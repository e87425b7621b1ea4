//! SQLite-backed Catalog Store.
//!
//! Owns both relations. Writes go through [`upsert_department_with`] and
//! [`insert_product_with`], which take a bare connection so the ingestion
//! pipeline and the migration can run them inside their own transactions.
//! The query composer and the aggregation engine only ever read through
//! [`CatalogStore::pool`].

use sqlx::{Row, SqliteConnection, SqlitePool};
use tracing::debug;

use crate::config::Config;
use crate::db;
use crate::error::{CatalogError, CatalogResult};
use crate::models::{
    format_ts_iso, price_to_stored, DepartmentDetail, DepartmentId, DepartmentRef, ProductRecord,
};
use crate::schema::{self, ProductsLayout};

/// Shared handle to the catalog database.
///
/// Cloning is cheap; every clone shares the same connection pool.
#[derive(Clone)]
pub struct CatalogStore {
    pool: SqlitePool,
}

impl CatalogStore {
    pub fn new(pool: SqlitePool) -> Self {
        Self { pool }
    }

    /// Connect to the configured database and make sure the schema exists.
    pub async fn open(config: &Config) -> CatalogResult<Self> {
        let pool = db::connect(config).await?;
        schema::install_schema(&pool).await?;
        Ok(Self::new(pool))
    }

    pub fn pool(&self) -> &SqlitePool {
        &self.pool
    }

    pub async fn layout(&self) -> CatalogResult<ProductsLayout> {
        schema::products_layout(&self.pool).await
    }

    /// Return the id of the department called `name`, creating it if needed.
    ///
    /// Idempotent: a second call with the same name returns the same id.
    pub async fn upsert_department(&self, name: &str) -> CatalogResult<DepartmentId> {
        let mut conn = self.pool.acquire().await?;
        let (id, _) = upsert_department_with(&mut conn, name).await?;
        Ok(id)
    }

    /// Insert one product under an existing department.
    ///
    /// Fails with [`CatalogError::Integrity`] if the id is already present or
    /// the department does not exist. Products are never upserted.
    pub async fn insert_product(
        &self,
        record: &ProductRecord,
        department_id: DepartmentId,
    ) -> CatalogResult<()> {
        let mut conn = self.pool.acquire().await?;
        insert_product_with(&mut conn, record, department_id).await
    }

    pub async fn department_ref(&self, id: DepartmentId) -> CatalogResult<Option<DepartmentRef>> {
        let row = sqlx::query("SELECT id, name FROM departments WHERE id = ?")
            .bind(id)
            .fetch_optional(&self.pool)
            .await?;

        Ok(row.map(|r| DepartmentRef {
            id: r.get("id"),
            name: r.get("name"),
        }))
    }

    pub async fn department_id_by_name(&self, name: &str) -> CatalogResult<Option<DepartmentId>> {
        let mut conn = self.pool.acquire().await?;
        department_id_by_name_with(&mut conn, name).await
    }

    /// Department with its product count, or `None` if the id is unknown.
    pub async fn department_detail(
        &self,
        id: DepartmentId,
    ) -> CatalogResult<Option<DepartmentDetail>> {
        let row = sqlx::query(
            r#"
            SELECT d.id, d.name, d.created_at, d.updated_at, COUNT(p.id) AS product_count
            FROM departments d
            LEFT JOIN products p ON p.department_id = d.id
            WHERE d.id = ?
            GROUP BY d.id, d.name, d.created_at, d.updated_at
            "#,
        )
        .bind(id)
        .fetch_optional(&self.pool)
        .await?;

        Ok(row.map(|r| DepartmentDetail {
            id: r.get("id"),
            name: r.get("name"),
            product_count: r.get("product_count"),
            created_at: format_ts_iso(r.get("created_at")),
            updated_at: format_ts_iso(r.get("updated_at")),
        }))
    }
}

/// Upsert a department on an open connection or transaction.
///
/// Returns the id and whether this call created the row.
pub async fn upsert_department_with(
    conn: &mut SqliteConnection,
    name: &str,
) -> CatalogResult<(DepartmentId, bool)> {
    let name = name.trim();
    if name.is_empty() {
        return Err(CatalogError::validation("department", "is empty"));
    }

    let now = chrono::Utc::now().timestamp();
    let inserted = sqlx::query(
        "INSERT INTO departments (name, created_at, updated_at) VALUES (?, ?, ?) ON CONFLICT(name) DO NOTHING",
    )
    .bind(name)
    .bind(now)
    .bind(now)
    .execute(&mut *conn)
    .await?
    .rows_affected()
        == 1;

    let id: DepartmentId = sqlx::query_scalar("SELECT id FROM departments WHERE name = ?")
        .bind(name)
        .fetch_one(&mut *conn)
        .await?;

    if inserted {
        debug!(department = name, id, "created department");
    }
    Ok((id, inserted))
}

/// Look up a department id by its exact, trimmed name.
pub async fn department_id_by_name_with(
    conn: &mut SqliteConnection,
    name: &str,
) -> CatalogResult<Option<DepartmentId>> {
    let id = sqlx::query_scalar("SELECT id FROM departments WHERE name = ?")
        .bind(name.trim())
        .fetch_optional(&mut *conn)
        .await?;
    Ok(id)
}

/// Insert a product on an open connection or transaction.
pub async fn insert_product_with(
    conn: &mut SqliteConnection,
    record: &ProductRecord,
    department_id: DepartmentId,
) -> CatalogResult<()> {
    let now = chrono::Utc::now().timestamp();
    insert_into(conn, "products", record, department_id, now).await
}

/// Insert into `table`, which must have the normalized products layout.
pub(crate) async fn insert_into(
    conn: &mut SqliteConnection,
    table: &str,
    record: &ProductRecord,
    department_id: DepartmentId,
    created_at: i64,
) -> CatalogResult<()> {
    let cost = price_to_stored("cost", record.cost())?;
    let retail_price = price_to_stored("retail_price", record.retail_price())?;
    let now = chrono::Utc::now().timestamp();

    let sql = format!(
        "INSERT INTO {} (id, cost, category, name, brand, retail_price, sku, distribution_center_id, department_id, created_at, updated_at)
         VALUES (?, ?, ?, ?, ?, ?, ?, ?, ?, ?, ?)",
        table
    );
    sqlx::query(&sql)
        .bind(record.id())
        .bind(cost)
        .bind(record.category())
        .bind(record.name())
        .bind(record.brand())
        .bind(retail_price)
        .bind(record.sku())
        .bind(record.distribution_center_id())
        .bind(department_id)
        .bind(created_at)
        .bind(now)
        .execute(&mut *conn)
        .await?;

    Ok(())
}

#[cfg(test)]
pub(crate) mod test_support {
    use super::*;
    use crate::models::RawProduct;
    use rust_decimal::Decimal;
    use std::str::FromStr;
    use tempfile::TempDir;

    pub async fn open_store(tmp: &TempDir) -> CatalogStore {
        let config = Config::with_db_path(tmp.path().join("catalog.sqlite"));
        CatalogStore::open(&config).await.unwrap()
    }

    pub fn record(
        id: &str,
        name: &str,
        category: &str,
        brand: &str,
        cost: &str,
        retail: &str,
        department: &str,
    ) -> ProductRecord {
        ProductRecord::new(RawProduct {
            id: id.to_string(),
            cost: Decimal::from_str(cost).unwrap(),
            retail_price: Decimal::from_str(retail).unwrap(),
            category: category.to_string(),
            name: name.to_string(),
            brand: brand.to_string(),
            sku: format!("SKU-{}", id),
            distribution_center_id: 1,
            department: department.to_string(),
        })
        .unwrap()
    }

    /// Insert records, creating departments by name as ingestion would.
    pub async fn seed(store: &CatalogStore, records: &[ProductRecord]) {
        for r in records {
            let dept = store.upsert_department(r.department()).await.unwrap();
            store.insert_product(r, dept).await.unwrap();
        }
    }
}

#[cfg(test)]
mod tests {
    use super::test_support::*;
    use super::*;
    use tempfile::TempDir;

    #[tokio::test]
    async fn test_upsert_department_idempotent() {
        let tmp = TempDir::new().unwrap();
        let store = open_store(&tmp).await;

        let first = store.upsert_department("Men").await.unwrap();
        let second = store.upsert_department("Men").await.unwrap();
        let trimmed = store.upsert_department("  Men ").await.unwrap();
        assert_eq!(first, second);
        assert_eq!(first, trimmed);

        let count: i64 = sqlx::query_scalar("SELECT COUNT(*) FROM departments")
            .fetch_one(store.pool())
            .await
            .unwrap();
        assert_eq!(count, 1);
    }

    #[tokio::test]
    async fn test_upsert_department_rejects_blank_name() {
        let tmp = TempDir::new().unwrap();
        let store = open_store(&tmp).await;

        let err = store.upsert_department("   ").await.unwrap_err();
        assert!(matches!(err, CatalogError::Validation { .. }));
    }

    #[tokio::test]
    async fn test_insert_product_duplicate_id_is_integrity_error() {
        let tmp = TempDir::new().unwrap();
        let store = open_store(&tmp).await;
        let dept = store.upsert_department("Men").await.unwrap();
        let r = record("P1", "Jacket", "Outerwear", "Acme", "10", "20", "Men");

        store.insert_product(&r, dept).await.unwrap();
        let err = store.insert_product(&r, dept).await.unwrap_err();
        assert!(matches!(err, CatalogError::Integrity(_)), "got {err:?}");
    }

    #[tokio::test]
    async fn test_insert_product_unknown_department_is_integrity_error() {
        let tmp = TempDir::new().unwrap();
        let store = open_store(&tmp).await;
        let r = record("P1", "Jacket", "Outerwear", "Acme", "10", "20", "Men");

        let err = store.insert_product(&r, 999).await.unwrap_err();
        assert!(matches!(err, CatalogError::Integrity(_)), "got {err:?}");
    }

    #[tokio::test]
    async fn test_prices_stored_at_fixed_precision() {
        let tmp = TempDir::new().unwrap();
        let store = open_store(&tmp).await;
        seed(
            &store,
            &[record("P1", "Jacket", "Outerwear", "Acme", "10.12345", "20.5", "Men")],
        )
        .await;

        let (cost, retail): (i64, i64) =
            sqlx::query_as("SELECT cost, retail_price FROM products WHERE id = 'P1'")
                .fetch_one(store.pool())
                .await
                .unwrap();
        assert_eq!(cost, 101_235);
        assert_eq!(retail, 205_000);
    }

    #[tokio::test]
    async fn test_department_detail_counts_products() {
        let tmp = TempDir::new().unwrap();
        let store = open_store(&tmp).await;
        seed(
            &store,
            &[
                record("P1", "Jacket", "Outerwear", "Acme", "10", "20", "Men"),
                record("P2", "Shirt", "Tops", "Acme", "5", "9", "Men"),
            ],
        )
        .await;
        let empty = store.upsert_department("Women").await.unwrap();

        let men = store.department_id_by_name("Men").await.unwrap().unwrap();
        let detail = store.department_detail(men).await.unwrap().unwrap();
        assert_eq!(detail.name, "Men");
        assert_eq!(detail.product_count, 2);
        assert!(detail.created_at.ends_with('Z'));

        let detail = store.department_detail(empty).await.unwrap().unwrap();
        assert_eq!(detail.product_count, 0);
        assert!(store.department_detail(12345).await.unwrap().is_none());
    }
}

•••••

_Assignment_. From the entries above, return each line with the word "SqlitePool" in it.

_Task answer_.
use sqlx::{Row, SqliteConnection, SqlitePool};
    pool: SqlitePool,
    pub fn new(pool: SqlitePool) -> Self {
    pub fn pool(&self) -> &SqlitePool {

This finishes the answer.